しかしそんな事を考えてしまうともう取り消せなかった。
アスカはエースとの喧嘩で本心を初めて曝け出した。
エースは勢いよく声を上げたため息を荒くしてアスカを睨み、アスカは言葉を失くしエースを見つめる。
驚いたように呆気に取られているアスカの目をエースは強い眼差しで真っ直ぐに見つめる。
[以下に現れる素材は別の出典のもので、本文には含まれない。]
// Copyright 2026 Workflow project contributors (see CONTRIBUTORS.md).
// Licensed under the Apache License, Version 2.0 (see LICENSE).

use std::fmt;
use std::hash::Hash;

use futures::future::BoxFuture;

use crate::context::Context;

///
/// Defines executing a memoizable step within the given Context.
///
/// A Node is identified by its own equality/hash (generally the goal it addresses, e.g. a file
/// target or a phony name), and is consumed by `run` to produce its `Item` at most once per
/// Graph: see `Entry::get_or_run`.
///
pub trait Node: Clone + Eq + Hash + fmt::Display + Send + Sync + 'static {
    /// Domain-specific state shared by every Node of this type: runner tables, the filesystem
    /// root, a subprocess gate, etc. Cloned cheaply (generally an `Arc` wrapper) for every
    /// dependency request.
    type Context: Clone + Send + Sync + 'static;

    type Item: Clone + Send + Sync + 'static;
    type Error: NodeError;

    fn run(self, context: Context<Self>) -> BoxFuture<'static, Result<Self::Item, Self::Error>>;
}

///
/// Errors produced by a Node must be able to represent a cyclic dependency chain discovered by
/// the Graph, regardless of what domain-specific failure kinds they also carry.
///
pub trait NodeError: Clone + fmt::Debug + Send + Sync + 'static {
    /// Creates an instance that represents a cyclic dependency chain, rendered as the sequence of
    /// Nodes from the outermost goal down to the Node that re-entered it.
    fn cyclic(chain: Vec<String>) -> Self;
}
「おれ達がお前を守ってやる!だから死ぬなんていうなよ…寂しいなら寂しいって言えよ…怖いなら怖いって言えよ…」

「……、…ッ」


エースの言葉がアスカの中にストンと入った。
その言葉にアスカの目に涙が溢れる。
アスカはぎゅっとエースの服を握り締め、目を瞑って涙を止めようとしてもどんどん溢れ出てエースの服を濡らしてしまう。


「…わい……こわいよ…すごくこわいっ!」

「アスカ…」

「一人はいやァ…!もう一人はいやだよーー!!!」


エースの言葉を聞いて、アスカは素直な言葉を出すことが出来た。
恐怖から声が震え、泣き声を上げてエースの胸にすがり付いて泣くアスカに、エースは黙ってアスカを抱きしめてやる。
見守っていたサボもアスカに歩み寄り背中を擦ってやり、ルフィもサボとエースと同じように泣き叫ぶアスカの傍につく。

その後、アスカは泣きつかれたのかエースの背中で眠りながらダダンの家に戻ってきた。